A post by another friend and fellow Toronto-based blogger, Eva Amsen profiled her Facebook friend network last month (with accompanying diagram above). In her article Eva analyzes her network, describing the importance of hubs and bridges within networks:
In any network, both the hubs and the bridges are important. Hubs obviously connect many different nodes, and are efficient spreaders of information. … But without bridges, information wouldn’t spread to the further outreaches of a network.
In social networks, bridges are the people who are able to provide you with new connections outside of your regular networks, and they don’t have to be that extensively connected to be able to do so.
Eva’s post is helpful when trying recognizing the best way to disseminate messages, or targeted advertising.
Coming full circle back to Rannie though, in his Facebook profile I caught a note he posted about his observations on Toronto’s adoption of Facebook. Here is a word-for-word copy of his post because I cannot link directly to his post: (URL for Facebook Users)
So in the last two months my network has grown from 200 to almost 700 people.
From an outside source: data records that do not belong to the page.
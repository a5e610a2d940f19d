//! Bundle schema definitions for cbtopo.
//!
//! This crate defines the structure of parsed diagnostic bundles,
//! the cluster configuration section they carry, and schema validation.

pub mod bundle;
pub mod config;
pub mod schema;
pub mod validation;

pub use bundle::{LogSection, RawBundle, StatsSection};
pub use config::{major_version, ClusterConfig, NodeConfig};
pub use validation::validate_bundle;
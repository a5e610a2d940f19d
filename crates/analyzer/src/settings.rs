//! Run settings, optionally loaded from a YAML file.

use crate::merge::MergePolicy;
use cbtopo_common::{Error, Result};
use serde::{Deserialize, Serialize};
use std::fmt;
use std::path::Path;
use std::str::FromStr;
use tracing::debug;

/// Per-cluster table layout.
#[derive(Debug, Clone, Copy, Default, PartialEq, Eq, Serialize, Deserialize)]
#[serde(rename_all = "lowercase")]
pub enum Layout {
    /// Node x service membership matrix.
    #[default]
    Matrix,
    /// One row per service with its member count.
    Services,
}

impl fmt::Display for Layout {
    fn fmt(&self, f: &mut fmt::Formatter<'_>) -> fmt::Result {
        match self {
            Layout::Matrix => write!(f, "matrix"),
            Layout::Services => write!(f, "services"),
        }
    }
}

impl FromStr for Layout {
    type Err = Error;

    fn from_str(s: &str) -> std::result::Result<Self, Self::Err> {
        match s.to_lowercase().as_str() {
            "matrix" => Ok(Layout::Matrix),
            "services" => Ok(Layout::Services),
            _ => Err(Error::Config(format!("unknown layout: {}", s))),
        }
    }
}

#[derive(Debug, Clone, PartialEq, Eq, Serialize, Deserialize)]
#[serde(default)]
pub struct Settings {
    pub merge_policy: MergePolicy,
    /// Gutter between table columns, in spaces.
    pub padding: usize,
    pub member_marker: String,
    pub non_member_marker: String,
    /// File name of the bundle snapshot inside each log location.
    pub bundle_file: String,
    pub layout: Layout,
    pub validate_schema: bool,
}

impl Default for Settings {
    fn default() -> Self {
        Self {
            merge_policy: MergePolicy::LastWins,
            padding: 2,
            member_marker: "y".to_string(),
            non_member_marker: "-".to_string(),
            bundle_file: "bundle.json".to_string(),
            layout: Layout::Matrix,
            validate_schema: true,
        }
    }
}

impl Settings {
    /// Load settings from a YAML file. Missing keys take their defaults.
    pub fn load(path: &Path) -> Result<Self> {
        debug!("Loading settings from {:?}", path);
        let content = std::fs::read_to_string(path)?;
        Self::from_yaml(&content)
    }

    pub fn from_yaml(content: &str) -> Result<Self> {
        let settings: Settings = serde_yaml::from_str(content)?;
        settings.validate()?;
        Ok(settings)
    }

    fn validate(&self) -> Result<()> {
        if self.member_marker.is_empty() || self.non_member_marker.is_empty() {
            return Err(Error::Config("table markers must not be empty".to_string()));
        }
        if self.member_marker == self.non_member_marker {
            return Err(Error::Config(
                "member and non-member markers must differ".to_string(),
            ));
        }
        if self.bundle_file.trim().is_empty() {
            return Err(Error::Config("bundle_file must not be empty".to_string()));
        }
        Ok(())
    }
}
It’s not the best amount of connections, but it is amazing to see such a growth.
So over the last few weeks I wondered how we compared to other cities. Because I have friends in NYC and San Francisco, but many aren’t signed up or don’t use their accounts that much.
Today I found out how many people are in the Toronto Network. That number is 483,887 people (plus a bunch that don’t even have themselves listed in a geographic network).
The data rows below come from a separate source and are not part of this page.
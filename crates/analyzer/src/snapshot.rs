//! Default collaborators working on `bundle.json` snapshots.
//!
//! Each log location holds one snapshot written by the collector. The
//! discovery groups nodes with a union-find over the membership every
//! bundle reports, so a cluster is found as long as its members' bundles
//! overlap in what they know about each other.

use crate::collaborators::{
    BundleParser, ClusterDiscovery, ClusterObject, OutputFormat, ReportFormatter, ResultExtractor,
    ResultMap, ServiceLookup,
};
use crate::classify::BundleShape;
use crate::render::short_node_name;
use cbtopo_bundle_schema::{major_version, validate_bundle, ClusterConfig, NodeConfig, RawBundle};
use cbtopo_common::{Error, Result};
use petgraph::unionfind::UnionFind;
use serde_json::{json, Value};
use std::collections::{BTreeMap, BTreeSet, HashMap};
use std::fmt::{self, Write as _};
use std::path::Path;
use tracing::debug;

/// Reads and validates `<location>/<bundle_file>`.
pub struct SnapshotParser {
    bundle_file: String,
    validate_schema: bool,
}

impl SnapshotParser {
    pub fn new(bundle_file: &str, validate_schema: bool) -> Self {
        Self {
            bundle_file: bundle_file.to_string(),
            validate_schema,
        }
    }

    fn read(&self, location: &Path) -> Result<RawBundle> {
        let path = location.join(&self.bundle_file);
        let content = std::fs::read_to_string(&path)?;
        let value: Value = serde_json::from_str(&content)?;

        if self.validate_schema {
            let result = validate_bundle(&value)?;
            for warning in &result.warnings {
                debug!("{:?}: {}", path, warning);
            }
            if !result.valid {
                let errors: Vec<String> = result.errors.iter().map(|e| e.to_string()).collect();
                return Err(Error::SchemaValidation(errors.join("; ")));
            }
        }

        let mut bundle: RawBundle = serde_json::from_value(value)
            .map_err(|e| Error::InvalidBundle(format!("{:?}: {}", path, e)))?;
        bundle.log_location = location
            .file_name()
            .map(|n| n.to_string_lossy().to_string())
            .unwrap_or_else(|| location.display().to_string());
        Ok(bundle)
    }
}

impl BundleParser for SnapshotParser {
    fn parse_log_location(&self, location: &Path) -> Option<RawBundle> {
        match self.read(location) {
            Ok(bundle) => Some(bundle),
            Err(e) => {
                debug!("Skipping log location {:?}: {}", location, e);
                None
            }
        }
    }
}

pub struct SnapshotExtractor;

impl ResultExtractor for SnapshotExtractor {
    fn node_results(&self, bundle: &RawBundle) -> Value {
        json!({
            "log_location": bundle.log_location,
            "version": bundle.version,
            "collected_at": bundle.collected_at.map(|t| t.to_rfc3339()),
            "shape": BundleShape::of(bundle).label(),
            "log_entries": bundle.log.as_ref().map(|l| l.entries.len()).unwrap_or(0),
        })
    }

    fn node_stats(&self, bundle: &RawBundle) -> Value {
        match &bundle.stats {
            Some(stats) => Value::Object(stats.counters.clone().into_iter().collect()),
            None => Value::Null,
        }
    }

    fn cluster_results(&self, cluster: &dyn ClusterObject) -> Value {
        let nodes = cluster.nodes();
        let mut services: BTreeMap<String, usize> = BTreeMap::new();
        let mut versions: BTreeSet<String> = BTreeSet::new();
        for node in &nodes {
            if let Some(entry) = cluster.config().node(node) {
                for service in &entry.services {
                    *services.entry(service.clone()).or_default() += 1;
                }
                versions.extend(entry.version.clone());
            }
        }
        json!({
            "node_count": nodes.len(),
            "nodes": nodes,
            "services": services,
            "versions": versions,
            "ver4": cluster.check_for_ver4_nodes(),
        })
    }
}

/// A cluster found by [`MembershipDiscovery`].
#[derive(Debug, Clone, Default)]
pub struct SnapshotCluster {
    nodes: Vec<String>,
    config: ClusterConfig,
}

impl ClusterObject for SnapshotCluster {
    fn nodes(&self) -> Vec<String> {
        self.nodes.clone()
    }

    fn summarize_name(&self, nodes: &[String]) -> String {
        match nodes.iter().min() {
            Some(first) => short_node_name(first).to_string(),
            None => "(empty)".to_string(),
        }
    }

    fn check_for_ver4_nodes(&self) -> bool {
        self.nodes.iter().any(|node| {
            self.config
                .node(node)
                .and_then(|n| n.version.as_deref())
                .and_then(major_version)
                .map(|major| major >= 4)
                .unwrap_or(false)
        })
    }

    fn config(&self) -> &ClusterConfig {
        &self.config
    }
}

/// Groups nodes that any bundle reports as members of the same cluster.
pub struct MembershipDiscovery;

impl ClusterDiscovery for MembershipDiscovery {
    fn aggregate_cluster_info(
        &self,
        bundles: &[Option<RawBundle>],
        node_results: &ResultMap,
        _node_stats: &ResultMap,
    ) -> Result<Vec<Box<dyn ClusterObject>>> {
        let mut names: Vec<String> = Vec::new();
        let mut ids: HashMap<String, usize> = HashMap::new();
        let mut intern = |name: &str| -> usize {
            *ids.entry(name.to_string()).or_insert_with(|| {
                names.push(name.to_string());
                names.len() - 1
            })
        };

        // Members of each bundle, own identity first.
        let mut memberships: Vec<(Vec<usize>, &RawBundle)> = Vec::new();
        for bundle in bundles.iter().flatten() {
            let mut members = Vec::new();
            if let Some(node) = bundle.reported_node() {
                members.push(intern(node));
            }
            if let Some(config) = &bundle.config {
                for name in config.node_names() {
                    if name.is_empty() {
                        return Err(Error::Discovery(format!(
                            "empty member name in config of {}",
                            bundle.log_location
                        )));
                    }
                    members.push(intern(name));
                }
            }
            if !members.is_empty() {
                memberships.push((members, bundle));
            }
        }
        for node in node_results.keys() {
            intern(node.as_str());
        }

        let mut sets = UnionFind::<usize>::new(names.len());
        for (members, _) in &memberships {
            for other in &members[1..] {
                sets.union(members[0], *other);
            }
        }

        let mut groups: BTreeMap<usize, SnapshotCluster> = BTreeMap::new();
        for (i, name) in names.iter().enumerate() {
            groups
                .entry(sets.find(i))
                .or_default()
                .nodes
                .push(name.clone());
        }
        for (members, bundle) in &memberships {
            if let Some(config) = &bundle.config {
                let group = groups.entry(sets.find(members[0])).or_default();
                group.config.merge(config);
            }
        }
        // A node's own bundle version stands in wherever the merged config
        // has no version for it, so it counts for the capability check.
        for (members, bundle) in &memberships {
            let (Some(node), Some(version)) = (bundle.reported_node(), &bundle.version) else {
                continue;
            };
            let group = groups.entry(sets.find(members[0])).or_default();
            match group.config.nodes.iter_mut().find(|n| n.name == node) {
                Some(entry) => {
                    if entry.version.is_none() {
                        entry.version = Some(version.clone());
                    }
                }
                None => group.config.nodes.push(NodeConfig {
                    name: node.to_string(),
                    services: vec![],
                    version: Some(version.clone()),
                }),
            }
        }

        let mut clusters: Vec<SnapshotCluster> = groups
            .into_values()
            .map(|mut c| {
                c.nodes.sort();
                c
            })
            .collect();
        clusters.sort_by(|a, b| a.nodes.first().cmp(&b.nodes.first()));

        debug!("Discovered {} clusters", clusters.len());
        Ok(clusters
            .into_iter()
            .map(|c| Box::new(c) as Box<dyn ClusterObject>)
            .collect())
    }
}

/// Services straight from the cluster configuration.
pub struct ConfigServices;

impl ServiceLookup for ConfigServices {
    fn services_of_node(&self, config: &ClusterConfig, node: &str) -> Vec<String> {
        config.services_of(node)
    }
}

/// Text or JSON rendering of the combined node and cluster results.
pub struct PlainFormatter;

impl ReportFormatter for PlainFormatter {
    fn format_results(
        &self,
        node_results: &ResultMap,
        cluster_results: &ResultMap,
        format: OutputFormat,
    ) -> Result<String> {
        match format {
            OutputFormat::Json => Ok(serde_json::to_string_pretty(&json!({
                "nodes": node_results,
                "clusters": cluster_results,
            }))?),
            OutputFormat::Text => text_report(node_results, cluster_results)
                .map_err(|e| Error::Other(format!("report formatting failed: {}", e))),
        }
    }
}

fn text_report(
    node_results: &ResultMap,
    cluster_results: &ResultMap,
) -> std::result::Result<String, fmt::Error> {
    let mut out = String::new();
    write_section(&mut out, "Nodes", node_results)?;
    writeln!(out)?;
    write_section(&mut out, "Clusters", cluster_results)?;
    Ok(out)
}

fn write_section(out: &mut String, title: &str, results: &ResultMap) -> fmt::Result {
    writeln!(out, "{} ({})", title, results.len())?;
    for (name, value) in results {
        writeln!(out, "  {}", name)?;
        match value.as_object() {
            Some(fields) => {
                for (key, field) in fields {
                    writeln!(out, "    {}: {}", key, scalar(field))?;
                }
            }
            None => writeln!(out, "    {}", scalar(value))?,
        }
    }
    Ok(())
}

fn scalar(value: &Value) -> String {
    match value {
        Value::String(s) => s.clone(),
        Value::Null => "-".to_string(),
        other => other.to_string(),
    }
}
When you compare that to all of California which includes 19 networks (LA, San Francisco, San Diego etc) 341 433 people.
NYC (202 600 people)
So if you are living in Toronto and wondering why facebook is growing at an alarming rate. It’s because we here in Toronto are using it more than anywhere else.
We are even bigger that the London UK network which has 321,342 people
In the time it took me to write this post the Toronto Network has grown to 483,944 (57 people) yowza
Rannie’s figures illustrate the hip and socially-aware population we have in Toronto. This community embraces and utilizes the web and social tools to create and foster community in Toronto – the central tenets to Web 2.0.
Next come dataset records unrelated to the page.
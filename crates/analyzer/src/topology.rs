//! Service membership per cluster.

use crate::clusters::ClusterRecord;
use crate::collaborators::ServiceLookup;
use cbtopo_bundle_schema::ClusterConfig;
use std::collections::BTreeMap;

/// Service name to member nodes, for one cluster.
///
/// Members keep the order in which nodes were visited; service names
/// iterate sorted.
#[derive(Debug, Clone, Default, PartialEq, Eq)]
pub struct ServiceTopology {
    services: BTreeMap<String, Vec<String>>,
}

impl ServiceTopology {
    /// Topology of a cluster, or `None` when no member supports services.
    pub fn build(record: &ClusterRecord, lookup: &dyn ServiceLookup) -> Option<Self> {
        if !record.cluster.check_for_ver4_nodes() {
            return None;
        }
        Some(Self::from_nodes(&record.cluster.nodes(), record.config(), lookup))
    }

    /// Topology over the given nodes, visited in order.
    pub fn from_nodes(nodes: &[String], config: &ClusterConfig, lookup: &dyn ServiceLookup) -> Self {
        let mut services: BTreeMap<String, Vec<String>> = BTreeMap::new();
        for node in nodes {
            for service in lookup.services_of_node(config, node) {
                let members = services.entry(service).or_default();
                if members.last() != Some(node) {
                    members.push(node.clone());
                }
            }
        }
        Self { services }
    }

    /// Service names, sorted ascending.
    pub fn service_names(&self) -> impl Iterator<Item = &str> {
        self.services.keys().map(String::as_str)
    }

    pub fn members(&self, service: &str) -> &[String] {
        self.services.get(service).map(Vec::as_slice).unwrap_or(&[])
    }

    pub fn is_member(&self, service: &str, node: &str) -> bool {
        self.members(service).iter().any(|n| n == node)
    }

    pub fn len(&self) -> usize {
        self.services.len()
    }

    pub fn is_empty(&self) -> bool {
        self.services.is_empty()
    }
}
How big is your Facebook network, because afterall – size does matter!
Great article and I agree with all of it but you mean ‘tenets’ at the end, not ‘tenants.’
Georgian College is currently creating an online recruitment environment with the ChooseGeorgianCollege.ca web site and feel that our participation and integration with Facebook further enhances our online efforts of creating an enriched recruitment experience for prospective students.
Check out our recruitment site at” ChooseGeorgianCollege.ca.
Georgian College is using Facebook to assist in supporting our web marketing objectives. We are attempting to leverage Facebook’s huge adoption rate to assist in attaining our recruitment, retention and promotion goals. There are many groups created by students and administration, alumni and prospective students. The adoption rate is chugging forward at a rate that is both exciting, and overwhelming.
In examining the activity with Georgian’s Facebook network, we are finding unsolicited brand champions scattered within the groups who are willing to volunteer and represent Georgian College and give honest answers to questions that inquisitive prospects are posting publicly.
We are also looking at how to effectively handle negative feedback. With the good comes the bad – so we respond to it.
We give our audience ownership of the brand, encouraging them to share openly and contribute to fixing the things that irk them enough to share with their Facebook friends. We address all the issues we can and post responses to illustrate our level of commitment and enhance our credibility.
I don’t have any statistics reflecting success as of yet, but Facebook satisfies many of our marketing objectives by having a new place to effectively target our students – prospective, existing and past.
We are taking the opportunity to help these students by educating them on how to lock down their profiles for privacy and personal security, as well as advising them to be selective about what they post…knowing that future employers can find them easily online.
Knowing who our target audience really is and where and how they spend their time assists in greatly with our recruitment challenges.
(Facebook also gives GREAT demographic breakdowns of the users who have joined it and share this statistical information readily. Another Facebook link to the Georgian Network Stats
If Facebook or other social networking services fall outside of your marketing mix, you may be falling behind.
Great article and interesting too. I was introduced to Facebook recently by my soon-to-be-daughter-in-law.
I decided to test it out and started a group of people with the first name “Dougal”. I didn’t promote it at all, but within a week four people had found it and signed up. Yes, they all qualified.
The college connection is interesting, too. I recently found Loyalist offering an internet journalism course on Second Life. We are dicussing the Web 2.0 possibilities with some other colleges, as well.